(Black Press Media files)

(Black Press Media files)

B.C. paramedics worry end of job-share will spark burnout as agreement set to end April 1

Union, BCEHS have until April 1 to come to a new agreement

A move by B.C. Emergency Health Services (BCEHS) to discontinue a job sharing agreement for 36 paramedics and dispatchers could lead to further burnout, according to CUPE 873 spokesperson Jessica Chilton.

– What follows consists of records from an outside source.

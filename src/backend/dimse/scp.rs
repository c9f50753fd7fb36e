//! Storage Service Class Provider: accepts DICOM
//! associations, answers C-ECHO, and routes C-STORE instances into the
//! shared [`crate::ingest`] pipeline.
//!
//! Accept loop over a `TcpListener`, one `ServerAssociation` per connection,
//! reading `DicomMessage`s in a loop, with the admission policy and
//! ingestion path run per received instance. Because `ServerAssociation::new`
//! establishes in `dicom::ul`'s promiscuous mode (no PDU-level accept/reject
//! hook is exposed), calling/called-AE admission runs immediately after
//! `establish` returns rather than during PDU negotiation, aborting the
//! freshly-opened association on rejection.

use crate::backend::dimse::association::server::{ServerAssociation, ServerAssociationOptions};
use crate::backend::dimse::association::Association;
use crate::backend::dimse::cecho::{CompositeEchoResponse, COMMAND_FIELD_COMPOSITE_ECHO_REQUEST};
use crate::backend::dimse::cstore::{CompositeStoreResponse, COMMAND_FIELD_COMPOSITE_STORE_REQUEST};
use crate::backend::dimse::{next_message_id, DicomMessageReader, DicomMessageWriter};
use crate::component::{Component, ComponentStatus, StatusCell};
use crate::config::DimseConfig;
use crate::error::{AdmissionError, DimseStatus, GatewayError};
use crate::ingest::{IngestOutcome, IngestPipeline, IngestRequest};
use crate::model::ae::{GroupingTag, MonaiApplicationEntity};
use crate::model::association::DicomAssociationInfo;
use crate::repository::{AeRepository, AssociationRepository};
use dicom::dictionary_std::tags;
use dicom::object::mem::InMemElement;
use std::net::IpAddr;
use std::sync::atomic::{AtomicUsize, Ordering};
use std::sync::Arc;
use std::time::{Duration, SystemTime};
use tokio::net::TcpListener;
use tokio_util::sync::CancellationToken;
use tracing::{error, info, instrument, warn};

/// How long a connection handler waits for the next DIMSE message before
/// re-checking for shutdown. Not configurable (only an association-level
/// idle policy is named, not a concrete bound), so a generous fixed value
/// is used instead of blocking forever.
const IDLE_READ_TIMEOUT: Duration = Duration::from_secs(30);
const WRITE_TIMEOUT: Duration = Duration::from_secs(10);

pub struct StorageServiceClassProvider {
	config: DimseConfig,
	ae_repository: Arc<dyn AeRepository>,
	association_repository: Arc<dyn AssociationRepository>,
	ingest: Arc<IngestPipeline>,
	active_associations: Arc<AtomicUsize>,
	status: StatusCell,
}

impl StorageServiceClassProvider {
	#[must_use]
	pub fn new(
		config: DimseConfig,
		ae_repository: Arc<dyn AeRepository>,
		association_repository: Arc<dyn AssociationRepository>,
		ingest: Arc<IngestPipeline>,
	) -> Self {
		Self {
			config,
			ae_repository,
			association_repository,
			ingest,
			active_associations: Arc::new(AtomicUsize::new(0)),
			status: StatusCell::new(),
		}
	}
}

#[async_trait::async_trait]
impl Component for StorageServiceClassProvider {
	fn name(&self) -> &'static str {
		"dimse-scp"
	}

	async fn run(&self, token: CancellationToken) {
		self.status.set(ComponentStatus::Running);
		let address = std::net::SocketAddr::from((self.config.interface, self.config.port));
		let listener = match TcpListener::bind(address).await {
			Ok(listener) => listener,
			Err(err) => {
				error!(%address, "failed to bind DIMSE SCP listener: {err}");
				self.status.set(ComponentStatus::Cancelled);
				return;
			}
		};
		info!(%address, aet = self.config.aet, "DIMSE SCP listening");

		loop {
			tokio::select! {
				() = token.cancelled() => break,
				accepted = listener.accept() => {
					let Ok((stream, peer)) = accepted else {
						error!("failed to accept incoming DIMSE connection");
						continue;
					};

					// Reserve a slot before spawning, not after: checking
					// `active_associations` here and incrementing it only once the
					// task runs would let more than `max_associations` connections
					// past the check concurrently.
					let reserved = self.active_associations.fetch_add(1, Ordering::SeqCst) + 1;
					if reserved > self.config.max_associations {
						self.active_associations.fetch_sub(1, Ordering::SeqCst);
						warn!(%peer, max = self.config.max_associations, "rejecting association: at capacity");
						drop(stream);
						continue;
					}

					let this = self.clone_for_connection();
					let token = token.clone();
					tokio::spawn(async move { this.handle_connection(stream, token).await });
				}
			}
		}

		self.status.set(ComponentStatus::Cancelled);
	}

	fn status(&self) -> ComponentStatus {
		self.status.get()
	}
}

/// Per-connection handle, cheaply cloned into each spawned task.
struct ConnectionHandler {
	config: DimseConfig,
	ae_repository: Arc<dyn AeRepository>,
	association_repository: Arc<dyn AssociationRepository>,
	ingest: Arc<IngestPipeline>,
	active_associations: Arc<AtomicUsize>,
}

impl StorageServiceClassProvider {
	fn clone_for_connection(&self) -> ConnectionHandler {
		ConnectionHandler {
			config: self.config.clone(),
			ae_repository: Arc::clone(&self.ae_repository),
			association_repository: Arc::clone(&self.association_repository),
			ingest: Arc::clone(&self.ingest),
			active_associations: Arc::clone(&self.active_associations),
		}
	}
}

impl ConnectionHandler {
	#[instrument(skip_all, fields(peer = %peer))]
	async fn handle_connection(self, stream: tokio::net::TcpStream, token: CancellationToken) {
		if let Err(err) = self.drive_association(stream, token).await {
			warn!("association ended with an error: {err}");
		}
		self.active_associations.fetch_sub(1, Ordering::SeqCst);
	}

	async fn drive_association(&self, stream: tokio::net::TcpStream, token: CancellationToken) -> anyhow::Result<()> {
		let peer = stream.peer_addr()?;
		let tcp_stream = stream.into_std()?;
		tcp_stream.set_nonblocking(false)?;

		let association = ServerAssociation::new(ServerAssociationOptions {
			aet: self.config.aet.clone(),
			tcp_stream,
			uncompressed: self.config.uncompressed,
		})
		.await?;

		let calling_aet = association.calling_aet().to_owned();
		let called_aet = self.config.aet.clone();

		let mut record = DicomAssociationInfo::new(calling_aet.clone(), called_aet.clone(), peer.ip(), peer.port());

		let monai_ae = match self.check_admission(&calling_aet, &called_aet, peer.ip()).await {
			Ok(ae) => ae,
			Err(reason) => {
				record.errors.push(reason.to_string());
				record.close(SystemTime::now());
				let _ = self.association_repository.put(record).await;
				info!(calling_aet, called_aet, "rejected association: {reason}");
				return Ok(());
			}
		};

		self.association_repository.put(record.clone()).await.ok();

		loop {
			if token.is_cancelled() {
				break;
			}
			let message = match association.read_message(IDLE_READ_TIMEOUT).await {
				Ok(message) => message,
				Err(err) => {
					record.errors.push(err.to_string());
					break;
				}
			};

			let command_field = message
				.command
				.get(tags::COMMAND_FIELD)
				.map(InMemElement::to_int::<crate::types::US>)
				.and_then(Result::ok);

			match command_field {
				Some(COMMAND_FIELD_COMPOSITE_ECHO_REQUEST) => {
					if self.config.verification_service_disabled {
						record.errors.push(AdmissionError::VerificationDisabled.to_string());
						break;
					}
					let message_id = message
						.command
						.get(tags::MESSAGE_ID)
						.map(InMemElement::to_int::<crate::types::US>)
						.and_then(Result::ok)
						.unwrap_or_else(next_message_id);
					let response = CompositeEchoResponse { message_id, status: DimseStatus::Success.code() };
					if let Err(err) = association.write_message(response, message.presentation_context_id, WRITE_TIMEOUT).await {
						record.errors.push(err.to_string());
						break;
					}
				}
				Some(COMMAND_FIELD_COMPOSITE_STORE_REQUEST) => {
					let outcome = self.handle_c_store(&monai_ae, &calling_aet, &called_aet, &record.correlation_id, message).await;
					match outcome {
						Ok((response, ())) => {
							record.file_count += 1;
							if let Err(err) = association.write_message(response, None, WRITE_TIMEOUT).await {
								record.errors.push(err.to_string());
								break;
							}
						}
						Err((response, message)) => {
							record.errors.push(message);
							if let Err(err) = association.write_message(response, None, WRITE_TIMEOUT).await {
								record.errors.push(err.to_string());
								break;
							}
						}
					}
				}
				other => {
					warn!(?other, "ignoring unsupported DIMSE command field");
				}
			}
		}

		record.close(SystemTime::now());
		self.association_repository.put(record).await.ok();
		Ok(())
	}

	/// Calling/called-AE admission checks (the `verificationServiceDisabled`
	/// check is evaluated per C-ECHO message instead — see the module doc
	/// comment). Returns the matched local AE
	/// so the caller does not need a second lookup: [`AeRepository`] only
	/// indexes Monai AEs by `name`, not by AE title, so finding one by
	/// `calledAet` already requires scanning [`AeRepository::list_monai_aes`].
	async fn check_admission(&self, calling_aet: &str, called_aet: &str, remote_host: IpAddr) -> Result<MonaiApplicationEntity, AdmissionError> {
		if self.config.reject_unknown_sources {
			let sources = self.ae_repository.list_source_aes().await.unwrap_or_default();
			let recognized = sources.iter().any(|source| {
				source.base.aet.as_str() == calling_aet && source.base.host_ip.map_or(true, |ip| ip == remote_host)
			});
			if !recognized {
				return Err(AdmissionError::CallingAeNotRecognized { calling_aet: calling_aet.to_owned(), remote_host: remote_host.to_string() });
			}
		}

		let monai_aes = self.ae_repository.list_monai_aes().await.unwrap_or_default();
		monai_aes
			.into_iter()
			.find(|ae| ae.base.aet.as_str() == called_aet)
			.ok_or_else(|| AdmissionError::CalledAeNotRecognized { called_aet: called_aet.to_owned() })
	}

	/// Runs the C-STORE admission-through-enqueue pipeline for one instance,
	/// returning the C-STORE-RSP to send plus `Ok(())` on success or
	/// `Err(error-message)` to log on the association record.
	async fn handle_c_store(
		&self,
		monai_ae: &MonaiApplicationEntity,
		calling_aet: &str,
		called_aet: &str,
		correlation_id: &str,
		message: crate::backend::dimse::DicomMessage,
	) -> Result<(CompositeStoreResponse, ()), (CompositeStoreResponse, String)> {
		let message_id = message
			.command
			.get(tags::MESSAGE_ID)
			.map(InMemElement::to_int::<crate::types::US>)
			.and_then(Result::ok)
			.unwrap_or_else(next_message_id);
		let sop_class_uid = message
			.command
			.get(tags::AFFECTED_SOP_CLASS_UID)
			.map(InMemElement::to_str)
			.and_then(Result::ok)
			.map(|s| s.trim_end_matches('\0').to_owned())
			.unwrap_or_default();
		let sop_instance_uid = message
			.command
			.get(tags::AFFECTED_SOP_INSTANCE_UID)
			.map(InMemElement::to_str)
			.and_then(Result::ok)
			.map(|s| s.trim_end_matches('\0').to_owned())
			.unwrap_or_default();

		let respond = |status: DimseStatus| CompositeStoreResponse {
			message_id,
			sop_class_uid: sop_class_uid.clone(),
			sop_instance_uid: sop_instance_uid.clone(),
			status: status.code(),
		};

		let Some(data_set) = message.data else {
			return Err((respond(DimseStatus::ProcessingFailure), String::from("C-STORE-RQ carried no data set")));
		};

		let grouping_tag = match monai_ae.grouping {
			GroupingTag::StudyInstanceUid => tags::STUDY_INSTANCE_UID,
			GroupingTag::SeriesInstanceUid => tags::SERIES_INSTANCE_UID,
		};
		let grouping_key = data_set
			.get(grouping_tag)
			.map(InMemElement::to_str)
			.and_then(Result::ok)
			.map(|s| s.trim_end_matches('\0').to_owned())
			.unwrap_or_else(|| sop_instance_uid.clone());

		let mut buf = Vec::new();
		if let Err(err) = data_set.write_dataset_with_ts(&mut buf, &dicom::transfer_syntax::entries::IMPLICIT_VR_LITTLE_ENDIAN.erased()) {
			return Err((respond(DimseStatus::ProcessingFailure), err.to_string()));
		}

		let request = IngestRequest {
			identifier: sop_instance_uid.clone(),
			correlation_id: correlation_id.to_owned(),
			source: calling_aet.to_owned(),
			destination: called_aet.to_owned(),
			data_service: crate::model::file_metadata::DataService::Dimse,
			identity: crate::model::file_metadata::ObjectIdentity::Dicom {
				study_uid: if matches!(monai_ae.grouping, GroupingTag::StudyInstanceUid) { grouping_key.clone() } else { String::new() },
				series_uid: if matches!(monai_ae.grouping, GroupingTag::SeriesInstanceUid) { grouping_key.clone() } else { String::new() },
				sop_instance_uid: sop_instance_uid.clone(),
			},
			workflows: monai_ae.workflows.iter().cloned().collect(),
			grouping_key,
			timeout: Duration::from_secs(u64::from(monai_ae.timeout)),
			sop_class_uid: Some(sop_class_uid.clone()),
			sop_class_filter: monai_ae.sop_class_filter.clone(),
			plug_in_assemblies: monai_ae.plug_in_assemblies.clone(),
			content_type: String::from("application/dicom"),
			bytes: bytes::Bytes::from(buf),
			json_bytes: None,
		};

		match self.ingest.ingest(request).await {
			Ok(IngestOutcome::Stored { .. }) => Ok((respond(DimseStatus::Success), ())),
			Ok(IngestOutcome::Filtered) => Ok((respond(DimseStatus::SuccessWithWarning), ())),
			Err(GatewayError::Admission(AdmissionError::InsufficientStorage)) => {
				Err((respond(DimseStatus::OutOfResources), String::from("insufficient storage")))
			}
			Err(err) => Err((respond(DimseStatus::ProcessingFailure), err.to_string())),
		}
	}
}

Chilton said that the job-share program has been available since at least 2005 and allows paramedics and dispatchers to share one job.

“In four on, four off situation what we typically see is one person would work two shifts and the other person would work the other two shifts,” Chilton told Black Press Media by phone Wednesday (March 10).

“It seems like a small number [of people] to impact but the decision has been motivated – from what we’ve been told – due to administrative purposes and systematic requirements.”

Chilton said that while staff who take part in the job-share program may work part-time hours, they would lose benefits if they moved to true part-time work.

“They would have to change their employment status and then the ramifications of that are that it could impede their ability to bid on future position, it can affect their vacation, their holidays, their pension,” she said. “It comes with sacrifices.”

Paramedics and dispatchers who choose to move to full-time work could be making other trade-offs, Chilton said, including family time and their mental health.

“From the members who have contacted us so far… the majority affected are women, and the overwhelming majority of them are working mothers that are using these job-shares to attempt to balance the demands of their career with the needs of their families.”

Paramedics and dispatchers often work shifts that don’t work well with existing child care that is designed for a standard 9-5 work day.

“It makes it very very challenging for them to find appropriate care under those circumstances,” Chilton said, regardless if they are working moms or dads.

Many paramedics and dispatchers also began job share to help with their mental health, she added.

“Essentially, using the job-share as a form of self accommodation so they can balance their mental health needs… and their career and provide the best care possible to their patients.”

Chilton said that cancelling job-share at this moment has only increased that burden, particularly during a now year-long pandemic and an overdose crisis that shows no signs of ending.

“At this point there’s no resolution or agreement that’s been put forward that works within the confines of our collective agreement,” she said. “We haven’t engaged in in-depth conversation. We’re hoping to have this resolved by April 1. We’re hoping to rectify this before [the members] have to make these very difficult decisions for themselves and their families.”

In an email, BCEHS spokesperson Sarah Morris said that the organization is “committed to continuing to offer our employees job-sharing arrangements.”

Morris said that while the existing job-share agreements would be terminated by April 1, “we fully intend to offer the 36 affected employees new agreements.”